● **WHAT NEEDS TO BE DONE**: Down to the last line, copy the records below without any change.

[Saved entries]
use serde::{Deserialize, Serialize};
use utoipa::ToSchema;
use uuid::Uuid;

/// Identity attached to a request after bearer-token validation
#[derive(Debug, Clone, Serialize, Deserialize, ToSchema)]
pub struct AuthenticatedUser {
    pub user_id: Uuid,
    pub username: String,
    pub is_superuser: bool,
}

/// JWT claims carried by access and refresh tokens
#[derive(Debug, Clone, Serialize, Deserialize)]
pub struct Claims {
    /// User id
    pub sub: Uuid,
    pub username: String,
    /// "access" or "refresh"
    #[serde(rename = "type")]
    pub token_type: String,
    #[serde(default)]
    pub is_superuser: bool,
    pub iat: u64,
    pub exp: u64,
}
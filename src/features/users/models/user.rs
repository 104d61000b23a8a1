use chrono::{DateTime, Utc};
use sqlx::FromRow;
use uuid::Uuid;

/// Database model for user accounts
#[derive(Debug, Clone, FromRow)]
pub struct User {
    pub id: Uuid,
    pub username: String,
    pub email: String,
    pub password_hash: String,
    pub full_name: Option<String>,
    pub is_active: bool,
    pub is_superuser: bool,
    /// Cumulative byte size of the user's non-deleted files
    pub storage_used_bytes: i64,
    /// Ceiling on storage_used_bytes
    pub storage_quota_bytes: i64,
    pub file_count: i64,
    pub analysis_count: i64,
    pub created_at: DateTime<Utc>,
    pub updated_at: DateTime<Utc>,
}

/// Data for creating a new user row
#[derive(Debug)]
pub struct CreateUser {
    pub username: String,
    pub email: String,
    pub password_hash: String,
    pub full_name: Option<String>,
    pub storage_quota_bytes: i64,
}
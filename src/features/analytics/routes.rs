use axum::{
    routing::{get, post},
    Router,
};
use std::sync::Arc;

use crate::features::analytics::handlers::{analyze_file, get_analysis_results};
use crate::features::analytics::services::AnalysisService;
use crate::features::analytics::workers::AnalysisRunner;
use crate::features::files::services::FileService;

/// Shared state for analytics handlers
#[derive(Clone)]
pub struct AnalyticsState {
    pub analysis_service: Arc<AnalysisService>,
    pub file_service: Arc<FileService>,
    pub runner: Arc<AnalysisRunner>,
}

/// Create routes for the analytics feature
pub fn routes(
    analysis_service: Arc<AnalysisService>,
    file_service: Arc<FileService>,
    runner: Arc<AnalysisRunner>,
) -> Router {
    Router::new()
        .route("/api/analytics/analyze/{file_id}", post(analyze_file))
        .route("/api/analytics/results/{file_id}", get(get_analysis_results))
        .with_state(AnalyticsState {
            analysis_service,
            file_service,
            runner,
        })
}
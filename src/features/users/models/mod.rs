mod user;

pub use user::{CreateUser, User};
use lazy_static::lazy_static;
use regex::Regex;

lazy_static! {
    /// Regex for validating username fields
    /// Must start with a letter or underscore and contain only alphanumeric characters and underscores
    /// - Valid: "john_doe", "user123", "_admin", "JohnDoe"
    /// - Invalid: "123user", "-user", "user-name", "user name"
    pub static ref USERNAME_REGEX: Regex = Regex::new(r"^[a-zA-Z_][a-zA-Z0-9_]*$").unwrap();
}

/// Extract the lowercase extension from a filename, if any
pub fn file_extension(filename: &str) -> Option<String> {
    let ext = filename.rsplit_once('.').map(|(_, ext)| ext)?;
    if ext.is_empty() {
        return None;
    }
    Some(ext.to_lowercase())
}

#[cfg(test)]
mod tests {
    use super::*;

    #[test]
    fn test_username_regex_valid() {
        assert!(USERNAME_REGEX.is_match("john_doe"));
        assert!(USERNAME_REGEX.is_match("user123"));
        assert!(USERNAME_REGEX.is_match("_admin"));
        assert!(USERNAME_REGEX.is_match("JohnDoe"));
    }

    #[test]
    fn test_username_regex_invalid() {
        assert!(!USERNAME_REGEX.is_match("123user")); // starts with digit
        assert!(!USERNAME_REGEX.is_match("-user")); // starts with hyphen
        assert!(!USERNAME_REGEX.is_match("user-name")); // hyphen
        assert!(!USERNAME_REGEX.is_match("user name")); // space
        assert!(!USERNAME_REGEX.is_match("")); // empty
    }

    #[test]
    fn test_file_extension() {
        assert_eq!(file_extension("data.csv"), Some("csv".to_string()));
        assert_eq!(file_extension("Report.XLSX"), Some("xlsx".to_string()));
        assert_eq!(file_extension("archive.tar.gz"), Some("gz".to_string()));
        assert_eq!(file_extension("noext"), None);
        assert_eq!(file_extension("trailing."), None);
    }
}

● **OUTPUT**:
use serde::{Deserialize, Serialize};
use utoipa::ToSchema;
use uuid::Uuid;

/// Identity attached to a request after bearer-token validation
#[derive(Debug, Clone, Serialize, Deserialize, ToSchema)]
pub struct AuthenticatedUser {
    pub user_id: Uuid,
    pub username: String,
    pub is_superuser: bool,
}

/// JWT claims carried by access and refresh tokens
#[derive(Debug, Clone, Serialize, Deserialize)]
pub struct Claims {
    /// User id
    pub sub: Uuid,
    pub username: String,
    /// "access" or "refresh"
    #[serde(rename = "type")]
    pub token_type: String,
    #[serde(default)]
    pub is_superuser: bool,
    pub iat: u64,
    pub exp: u64,
}
filename src/features/users/models/user.rs
repository 104d61000b23a8a1
use chrono::{DateTime, Utc};
use sqlx::FromRow;
use uuid::Uuid;

/// Database model for user accounts
#[derive(Debug, Clone, FromRow)]
pub struct User {
    pub id: Uuid,
    pub username: String,
    pub email: String,
    pub password_hash: String,
    pub full_name: Option<String>,
    pub is_active: bool,
    pub is_superuser: bool,
    /// Cumulative byte size of the user's non-deleted files
    pub storage_used_bytes: i64,
    /// Ceiling on storage_used_bytes
    pub storage_quota_bytes: i64,
    pub file_count: i64,
    pub analysis_count: i64,
    pub created_at: DateTime<Utc>,
    pub updated_at: DateTime<Utc>,
}

/// Data for creating a new user row
#[derive(Debug)]
pub struct CreateUser {
    pub username: String,
    pub email: String,
    pub password_hash: String,
    pub full_name: Option<String>,
    pub storage_quota_bytes: i64,
}
filename src/features/analytics/routes.rs
use axum::{
    routing::{get, post},
    Router,
};
use std::sync::Arc;

use crate::features::analytics::handlers::{analyze_file, get_analysis_results};
use crate::features::analytics::services::AnalysisService;
use crate::features::analytics::workers::AnalysisRunner;
use crate::features::files::services::FileService;

/// Shared state for analytics handlers
#[derive(Clone)]
pub struct AnalyticsState {
    pub analysis_service: Arc<AnalysisService>,
    pub file_service: Arc<FileService>,
    pub runner: Arc<AnalysisRunner>,
}

/// Create routes for the analytics feature
pub fn routes(
    analysis_service: Arc<AnalysisService>,
    file_service: Arc<FileService>,
    runner: Arc<AnalysisRunner>,
) -> Router {
    Router::new()
        .route("/api/analytics/analyze/{file_id}", post(analyze_file))
        .route("/api/analytics/results/{file_id}", get(get_analysis_results))
        .with_state(AnalyticsState {
            analysis_service,
            file_service,
            runner,
        })
}
filename src/features/users/models/mod.rs
mod user;

pub use user::{CreateUser, User};
use lazy_static::lazy_static;
use regex::Regex;

lazy_static! {
    /// Regex for validating username fields
    /// Must start with a letter or underscore and contain only alphanumeric characters and underscores
    /// - Valid: "john_doe", "user123", "_admin", "JohnDoe"
    /// - Invalid: "123user", "-user", "user-name", "user name"
    pub static ref USERNAME_REGEX: Regex = Regex::new(r"^[a-zA-Z_][a-zA-Z0-9_]*$").unwrap();
}

/// Extract the lowercase extension from a filename, if any
pub fn file_extension(filename: &str) -> Option<String> {
    let ext = filename.rsplit_once('.').map(|(_, ext)| ext)?;
    if ext.is_empty() {
        return None;
    }
    Some(ext.to_lowercase())
}

#[cfg(test)]
mod tests {
    use super::*;

    #[test]
    fn test_username_regex_valid() {
        assert!(USERNAME_REGEX.is_match("john_doe"));
        assert!(USERNAME_REGEX.is_match("user123"));
        assert!(USERNAME_REGEX.is_match("_admin"));
        assert!(USERNAME_REGEX.is_match("JohnDoe"));
    }

    #[test]
    fn test_username_regex_invalid() {
        assert!(!USERNAME_REGEX.is_match("123user")); // starts with digit
        assert!(!USERNAME_REGEX.is_match("-user")); // starts with hyphen
        assert!(!USERNAME_REGEX.is_match("user-name")); // hyphen
        assert!(!USERNAME_REGEX.is_match("user name")); // space
        assert!(!USERNAME_REGEX.is_match("")); // empty
    }

    #[test]
    fn test_file_extension() {
        assert_eq!(file_extension("data.csv"), Some("csv".to_string()));
        assert_eq!(file_extension("Report.XLSX"), Some("xlsx".to_string()));
        assert_eq!(file_extension("archive.tar.gz"), Some("gz".to_string()));
        assert_eq!(file_extension("noext"), None);
        assert_eq!(file_extension("trailing."), None);
    }
}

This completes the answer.